**Listed entries**
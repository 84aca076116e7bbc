//! Configuration for the warehouse connection and the operation catalog.
//!
//! Stored as TOML at `~/.config/olap-explorer/config.toml` (or the XDG
//! equivalent). A missing file yields the defaults.
//!
//! # Example Configuration
//!
//! ```toml
//! [warehouse]
//! path = "/srv/imdb/warehouse.db"
//! schema = "dwh"
//! max_connections = 4
//! acquire_timeout_ms = 5000
//!
//! [operations]
//! slice_genre = "drama"
//! dice_genre = "comedy"
//! dice_region = "us"
//! dice_min_year = 2015
//! dice_limit = 20
//! ```

use std::path::{Path, PathBuf};
use std::time::Duration;

use serde::{Deserialize, Serialize};
use thiserror::Error;

use crate::olap::OperationDefaults;
use crate::olap::schema::is_identifier;

pub const ENV_WAREHOUSE_PATH: &str = "OLAP_WAREHOUSE_PATH";
pub const ENV_SCHEMA: &str = "OLAP_SCHEMA";
pub const ENV_MAX_CONNECTIONS: &str = "OLAP_MAX_CONNECTIONS";

/// Errors that can occur when loading configuration.
#[derive(Error, Debug)]
pub enum ConfigError {
    #[error("Failed to read config file: {0}")]
    Read(#[from] std::io::Error),

    #[error("Failed to parse config file: {0}")]
    Parse(#[from] toml::de::Error),

    #[error("Could not determine config directory")]
    NoConfigDir,

    #[error("Validation error: {0}")]
    Validation(String),
}

/// Root configuration.
#[derive(Debug, Clone, Default, PartialEq, Serialize, Deserialize)]
#[serde(default)]
pub struct OlapConfig {
    pub warehouse: WarehouseConfig,
    pub operations: OperationDefaults,
}

/// Where the warehouse lives and how many connections may be open at once.
#[derive(Debug, Clone, PartialEq, Serialize, Deserialize)]
#[serde(default)]
pub struct WarehouseConfig {
    /// SQLite database holding the star schema.
    pub path: PathBuf,
    /// Name the database is attached under; queries qualify tables with it.
    pub schema: String,
    pub max_connections: usize,
    pub acquire_timeout_ms: u64,
}

impl Default for WarehouseConfig {
    fn default() -> Self {
        Self {
            path: PathBuf::from("warehouse.db"),
            schema: "dwh".into(),
            max_connections: 4,
            acquire_timeout_ms: 5000,
        }
    }
}

impl WarehouseConfig {
    pub fn at(path: impl Into<PathBuf>) -> Self {
        Self {
            path: path.into(),
            ..Default::default()
        }
    }

    pub fn acquire_timeout(&self) -> Duration {
        Duration::from_millis(self.acquire_timeout_ms)
    }

    pub fn validate(&self) -> Result<(), ConfigError> {
        if !is_identifier(&self.schema) {
            return Err(ConfigError::Validation(format!(
                "warehouse.schema '{}' is not a valid identifier",
                self.schema
            )));
        }
        if self.max_connections == 0 {
            return Err(ConfigError::Validation(
                "warehouse.max_connections must be at least 1".into(),
            ));
        }
        if self.acquire_timeout_ms == 0 {
            return Err(ConfigError::Validation(
                "warehouse.acquire_timeout_ms must be positive".into(),
            ));
        }
        if self.path.as_os_str().is_empty() {
            return Err(ConfigError::Validation("warehouse.path is empty".into()));
        }
        Ok(())
    }
}

impl OlapConfig {
    /// Load configuration from the default location, then apply env overrides.
    pub fn load() -> Result<Self, ConfigError> {
        let path = Self::config_path()?;
        Self::load_from(&path)
    }

    /// Load configuration from a specific path, then apply env overrides.
    pub fn load_from(path: &Path) -> Result<Self, ConfigError> {
        let mut config = if path.exists() {
            let content = std::fs::read_to_string(path)?;
            toml::from_str(&content)?
        } else {
            tracing::debug!(path = %path.display(), "config file not found; using defaults");
            Self::default()
        };
        config.apply_overrides(|key| std::env::var(key).ok())?;
        config.validate()?;
        Ok(config)
    }

    /// Parse a TOML document without touching the environment.
    pub fn from_toml(content: &str) -> Result<Self, ConfigError> {
        let config: Self = toml::from_str(content)?;
        config.validate()?;
        Ok(config)
    }

    /// Get the default configuration file path.
    ///
    /// - Primary: `$XDG_CONFIG_HOME/olap-explorer/config.toml`
    /// - Fallback: platform config dir (e.g. `~/.config/olap-explorer/config.toml`)
    pub fn config_path() -> Result<PathBuf, ConfigError> {
        if let Ok(xdg_config) = std::env::var("XDG_CONFIG_HOME") {
            return Ok(PathBuf::from(xdg_config)
                .join("olap-explorer")
                .join("config.toml"));
        }

        dirs::config_dir()
            .map(|p| p.join("olap-explorer").join("config.toml"))
            .ok_or(ConfigError::NoConfigDir)
    }

    /// Apply `OLAP_*` overrides using `lookup` to read variables.
    pub fn apply_overrides(
        &mut self,
        lookup: impl Fn(&str) -> Option<String>,
    ) -> Result<(), ConfigError> {
        if let Some(path) = lookup(ENV_WAREHOUSE_PATH).filter(|v| !v.trim().is_empty()) {
            self.warehouse.path = PathBuf::from(path);
        }
        if let Some(schema) = lookup(ENV_SCHEMA).filter(|v| !v.trim().is_empty()) {
            self.warehouse.schema = schema.trim().to_string();
        }
        if let Some(raw) = lookup(ENV_MAX_CONNECTIONS) {
            self.warehouse.max_connections = raw.trim().parse().map_err(|_| {
                ConfigError::Validation(format!("{ENV_MAX_CONNECTIONS}='{raw}' is not a number"))
            })?;
        }
        Ok(())
    }

    pub fn validate(&self) -> Result<(), ConfigError> {
        self.warehouse.validate()?;
        let ops = &self.operations;
        for (name, value) in [
            ("slice_genre", &ops.slice_genre),
            ("dice_genre", &ops.dice_genre),
            ("dice_region", &ops.dice_region),
        ] {
            if value.trim().is_empty() {
                return Err(ConfigError::Validation(format!(
                    "operations.{name} must not be empty"
                )));
            }
        }
        if ops.dice_limit == 0 {
            return Err(ConfigError::Validation(
                "operations.dice_limit must be at least 1".into(),
            ));
        }
        Ok(())
    }
}

// ---------------------------------------------------------------------------
// Tests
// ---------------------------------------------------------------------------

**Work order**
What you return must match the listing exactly, line for line.

**Response to this exercise**
repository 84aca076116e7bbc
//! Configuration for the warehouse connection and the operation catalog.
//!
//! Stored as TOML at `~/.config/olap-explorer/config.toml` (or the XDG
//! equivalent). A missing file yields the defaults.
//!
//! # Example Configuration
//!
//! ```toml
//! [warehouse]
//! path = "/srv/imdb/warehouse.db"
//! schema = "dwh"
//! max_connections = 4
//! acquire_timeout_ms = 5000
//!
//! [operations]
//! slice_genre = "drama"
//! dice_genre = "comedy"
//! dice_region = "us"
//! dice_min_year = 2015
//! dice_limit = 20
//! ```

use std::path::{Path, PathBuf};
use std::time::Duration;

use serde::{Deserialize, Serialize};
use thiserror::Error;

use crate::olap::OperationDefaults;
use crate::olap::schema::is_identifier;

pub const ENV_WAREHOUSE_PATH: &str = "OLAP_WAREHOUSE_PATH";
pub const ENV_SCHEMA: &str = "OLAP_SCHEMA";
pub const ENV_MAX_CONNECTIONS: &str = "OLAP_MAX_CONNECTIONS";

/// Errors that can occur when loading configuration.
#[derive(Error, Debug)]
pub enum ConfigError {
    #[error("Failed to read config file: {0}")]
    Read(#[from] std::io::Error),

    #[error("Failed to parse config file: {0}")]
    Parse(#[from] toml::de::Error),

    #[error("Could not determine config directory")]
    NoConfigDir,

    #[error("Validation error: {0}")]
    Validation(String),
}

/// Root configuration.
#[derive(Debug, Clone, Default, PartialEq, Serialize, Deserialize)]
#[serde(default)]
pub struct OlapConfig {
    pub warehouse: WarehouseConfig,
    pub operations: OperationDefaults,
}

/// Where the warehouse lives and how many connections may be open at once.
#[derive(Debug, Clone, PartialEq, Serialize, Deserialize)]
#[serde(default)]
pub struct WarehouseConfig {
    /// SQLite database holding the star schema.
    pub path: PathBuf,
    /// Name the database is attached under; queries qualify tables with it.
    pub schema: String,
    pub max_connections: usize,
    pub acquire_timeout_ms: u64,
}

impl Default for WarehouseConfig {
    fn default() -> Self {
        Self {
            path: PathBuf::from("warehouse.db"),
            schema: "dwh".into(),
            max_connections: 4,
            acquire_timeout_ms: 5000,
        }
    }
}

impl WarehouseConfig {
    pub fn at(path: impl Into<PathBuf>) -> Self {
        Self {
            path: path.into(),
            ..Default::default()
        }
    }

    pub fn acquire_timeout(&self) -> Duration {
        Duration::from_millis(self.acquire_timeout_ms)
    }

    pub fn validate(&self) -> Result<(), ConfigError> {
        if !is_identifier(&self.schema) {
            return Err(ConfigError::Validation(format!(
                "warehouse.schema '{}' is not a valid identifier",
                self.schema
            )));
        }
        if self.max_connections == 0 {
            return Err(ConfigError::Validation(
                "warehouse.max_connections must be at least 1".into(),
            ));
        }
        if self.acquire_timeout_ms == 0 {
            return Err(ConfigError::Validation(
                "warehouse.acquire_timeout_ms must be positive".into(),
            ));
        }
        if self.path.as_os_str().is_empty() {
            return Err(ConfigError::Validation("warehouse.path is empty".into()));
        }
        Ok(())
    }
}

impl OlapConfig {
    /// Load configuration from the default location, then apply env overrides.
    pub fn load() -> Result<Self, ConfigError> {
        let path = Self::config_path()?;
        Self::load_from(&path)
    }

    /// Load configuration from a specific path, then apply env overrides.
    pub fn load_from(path: &Path) -> Result<Self, ConfigError> {
        let mut config = if path.exists() {
            let content = std::fs::read_to_string(path)?;
            toml::from_str(&content)?
        } else {
            tracing::debug!(path = %path.display(), "config file not found; using defaults");
            Self::default()
        };
        config.apply_overrides(|key| std::env::var(key).ok())?;
        config.validate()?;
        Ok(config)
    }

    /// Parse a TOML document without touching the environment.
    pub fn from_toml(content: &str) -> Result<Self, ConfigError> {
        let config: Self = toml::from_str(content)?;
        config.validate()?;
        Ok(config)
    }

    /// Get the default configuration file path.
    ///
    /// - Primary: `$XDG_CONFIG_HOME/olap-explorer/config.toml`
    /// - Fallback: platform config dir (e.g. `~/.config/olap-explorer/config.toml`)
    pub fn config_path() -> Result<PathBuf, ConfigError> {
        if let Ok(xdg_config) = std::env::var("XDG_CONFIG_HOME") {
            return Ok(PathBuf::from(xdg_config)
                .join("olap-explorer")
                .join("config.toml"));
        }

        dirs::config_dir()
            .map(|p| p.join("olap-explorer").join("config.toml"))
            .ok_or(ConfigError::NoConfigDir)
    }

    /// Apply `OLAP_*` overrides using `lookup` to read variables.
    pub fn apply_overrides(
        &mut self,
        lookup: impl Fn(&str) -> Option<String>,
    ) -> Result<(), ConfigError> {
        if let Some(path) = lookup(ENV_WAREHOUSE_PATH).filter(|v| !v.trim().is_empty()) {
            self.warehouse.path = PathBuf::from(path);
        }
        if let Some(schema) = lookup(ENV_SCHEMA).filter(|v| !v.trim().is_empty()) {
            self.warehouse.schema = schema.trim().to_string();
        }
        if let Some(raw) = lookup(ENV_MAX_CONNECTIONS) {
            self.warehouse.max_connections = raw.trim().parse().map_err(|_| {
                ConfigError::Validation(format!("{ENV_MAX_CONNECTIONS}='{raw}' is not a number"))
            })?;
        }
        Ok(())
    }

    pub fn validate(&self) -> Result<(), ConfigError> {
        self.warehouse.validate()?;
        let ops = &self.operations;
        for (name, value) in [
            ("slice_genre", &ops.slice_genre),
            ("dice_genre", &ops.dice_genre),
            ("dice_region", &ops.dice_region),
        ] {
            if value.trim().is_empty() {
                return Err(ConfigError::Validation(format!(
                    "operations.{name} must not be empty"
                )));
            }
        }
        if ops.dice_limit == 0 {
            return Err(ConfigError::Validation(
                "operations.dice_limit must be at least 1".into(),
            ));
        }
        Ok(())
    }
}

// ---------------------------------------------------------------------------
// Tests
// ---------------------------------------------------------------------------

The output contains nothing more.